O garoto olhava para ela e só conseguia pensar que ela tinha cara de poesia. 
Como nenhum dos dois houvesse visto o mar, quando chegaram ficaram vários minutos olhando, ela com a cabeça encostada no ombro dele chorando e ele sentindo as cócegas que o cabelo dela fazia e pensando que aquele poderia ser o momento mais sereno de todos os tempos. 
Depois de ver o pôr-do-sol, se esconderam em uma caverna próxima onde ela lhe entregaria o presente. A menina tirou não sei de onde uma caixinha e entregou a ele: "é um presente do meu avô, que ganhou do avô dele; mas nenhum de nós nunca usou, só pode ser usado por alguém muito especial e eu tenho certeza de que esse alguém é você!". 
O garoto abriu a caixa e encontrou uma caneta. Por alguma razão que o garoto desconhecia e nem eu hoje sei, naquele momento ele soube exatamente o que fazer. Começou a rabiscar o vestido da garota. Rabiscou, rabiscou, rabiscou. Se sujou de tinta e sujou também sua amada. Fez com o que seu vestido branco ganhasse vida enchendo-o de lindos desenhos do mar e do mundo... 
A garota olhou para ele e a única coisa em que conseguiu pensar era que ele era o poeta que a compunha. 
Os desenhos do vestido dela criaram vida.
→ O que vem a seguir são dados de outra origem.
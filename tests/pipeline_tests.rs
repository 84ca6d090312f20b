// End-to-end tests: waveform → features → scores → wellness → recommendations
//
// The silent-clip and pure-tone reports are pinned regression fixtures for the
// default weights and ranges.

mod common;

use anyhow::Result;
use common::{sine_samples, test_pipeline, wav_bytes_i16};
use tempfile::TempDir;
use vocal_wellness::analysis::{AnalysisConfig, FeatureExtractor};
use vocal_wellness::wellness::Trend;
use vocal_wellness::{Category, RiskLevel, TrendReport, Urgency, Waveform};

#[test]
fn test_pure_tone_pitch() -> Result<()> {
    let extractor = FeatureExtractor::new(AnalysisConfig::default());
    let wave = Waveform::new(sine_samples(150.0, 0.5, 16000, 16000), 16000);

    let features = extractor.extract(&wave)?;

    assert!(
        (features.pitch_mean - 150.0).abs() < 5.0,
        "pitch mean was {}",
        features.pitch_mean
    );
    assert!(features.pitch_spread < 1.0);
    assert_eq!(features.pause_ratio, 0.0);
    Ok(())
}

#[test]
fn test_silent_clip_regression() -> Result<()> {
    let temp_dir = TempDir::new()?;
    let pipeline = test_pipeline(&temp_dir.path().join("history.json"));
    let silence = Waveform::new(vec![0.0; 5 * 16000], 16000);

    let report = pipeline.analyze_waveform(&silence)?;

    assert_eq!(report.features.pause_ratio, 1.0);
    assert_eq!(report.features.zcr_mean, 0.0);
    assert_eq!(report.features.pitch_mean, 0.0);
    assert_eq!(report.features.pitch_spread, 0.0);

    let wellness = &report.wellness;
    assert_eq!(wellness.stress_score, 0);
    assert_eq!(wellness.fatigue_score, 100);
    assert_eq!(wellness.wellness_index, 60.0);
    assert_eq!(wellness.category, Category::Moderate);
    assert_eq!(wellness.indicator, "🟠");
    assert_eq!(wellness.risk_level, RiskLevel::Low);
    assert!(wellness.persisted);

    let reco = &report.recommendations;
    assert_eq!(reco.immediate_action.urgency, Urgency::High);
    assert_eq!(reco.breathing_exercise.name, "Box Breathing (4-4-4-4)");
    assert_eq!(reco.personalized_recommendations.len(), 3);
    Ok(())
}

#[test]
fn test_pure_tone_regression() -> Result<()> {
    let temp_dir = TempDir::new()?;
    let pipeline = test_pipeline(&temp_dir.path().join("history.json"));
    let tone = Waveform::new(sine_samples(150.0, 0.5, 16000, 16000), 16000);

    let report = pipeline.analyze_waveform(&tone)?;

    assert_eq!(report.wellness.stress_score, 0);
    assert_eq!(report.wellness.fatigue_score, 10);
    assert_eq!(report.wellness.wellness_index, 96.0);
    assert_eq!(report.wellness.category, Category::Excellent);
    assert_eq!(report.recommendations.immediate_action.urgency, Urgency::Low);
    assert_eq!(report.recommendations.breathing_exercise.name, "Coherent Breathing (5-5)");
    Ok(())
}

#[test]
fn test_wav_bytes_match_waveform_path() -> Result<()> {
    let temp_dir = TempDir::new()?;
    let pipeline = test_pipeline(&temp_dir.path().join("history.json"));

    let bytes = wav_bytes_i16(&vec![0i16; 5 * 16000], 1, 16000);
    let report = pipeline.analyze_bytes(&bytes, Some("silence.wav"))?;

    assert_eq!(report.wellness.stress_score, 0);
    assert_eq!(report.wellness.fatigue_score, 100);
    assert_eq!(report.wellness.category, Category::Moderate);
    Ok(())
}

#[test]
fn test_clip_shorter_than_one_frame_is_padded() -> Result<()> {
    let temp_dir = TempDir::new()?;
    let pipeline = test_pipeline(&temp_dir.path().join("history.json"));
    let blip = Waveform::new(sine_samples(200.0, 0.3, 16000, 100), 16000);

    let report = pipeline.analyze_waveform(&blip)?;

    assert!(report.wellness.stress_score <= 100);
    assert!(report.wellness.fatigue_score <= 100);
    assert!((0.0..=100.0).contains(&report.wellness.wellness_index));
    Ok(())
}

#[test]
fn test_empty_waveform_is_rejected() -> Result<()> {
    let temp_dir = TempDir::new()?;
    let pipeline = test_pipeline(&temp_dir.path().join("history.json"));

    let err = pipeline.analyze_waveform(&Waveform::new(Vec::new(), 16000)).unwrap_err();

    assert!(err.is_input_error());
    assert!(pipeline.history().is_empty());
    Ok(())
}

#[test]
fn test_every_analysis_appends_history() -> Result<()> {
    let temp_dir = TempDir::new()?;
    let history_path = temp_dir.path().join("history.json");
    let pipeline = test_pipeline(&history_path);

    assert!(matches!(pipeline.trend(), TrendReport::NotEnoughData { .. }));

    pipeline.analyze_waveform(&Waveform::new(vec![0.0; 16000], 16000))?;
    pipeline.analyze_waveform(&Waveform::new(sine_samples(150.0, 0.5, 16000, 16000), 16000))?;

    let history = pipeline.history();
    assert_eq!(history.len(), 2);
    assert_eq!(history[0].category, Category::Moderate);
    assert_eq!(history[1].category, Category::Excellent);

    match pipeline.trend() {
        TrendReport::Summary {
            average_wellness,
            trend,
            sessions_count,
        } => {
            assert_eq!(average_wellness, 78.0);
            assert_eq!(trend, Trend::Up);
            assert_eq!(sessions_count, 2);
        }
        other => panic!("expected summary, got {:?}", other),
    }

    // A fresh pipeline sees the persisted history
    let reopened = test_pipeline(&history_path);
    assert_eq!(reopened.history(), history);
    Ok(())
}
Lindas borboletas saíram voando, flores de todas as cores pularam de seu vestido formando um grande jardim dentro da caverna. Do vestido saíram animais, amantes, luas e sóis e toda espécie de coisas feias, belas, raras e comuns. Por fim do vestido saiu o mar. Ondas, conchas e corais. Peixes, surfistas, cachalotes e até o horizonte. O garoto se misturou ao azul do mar e garota ao branco da espuma do mar quando toca a areia da praia. Ambos se misturaram e se embolaram até que já não houvesse como saber mais quem era quem.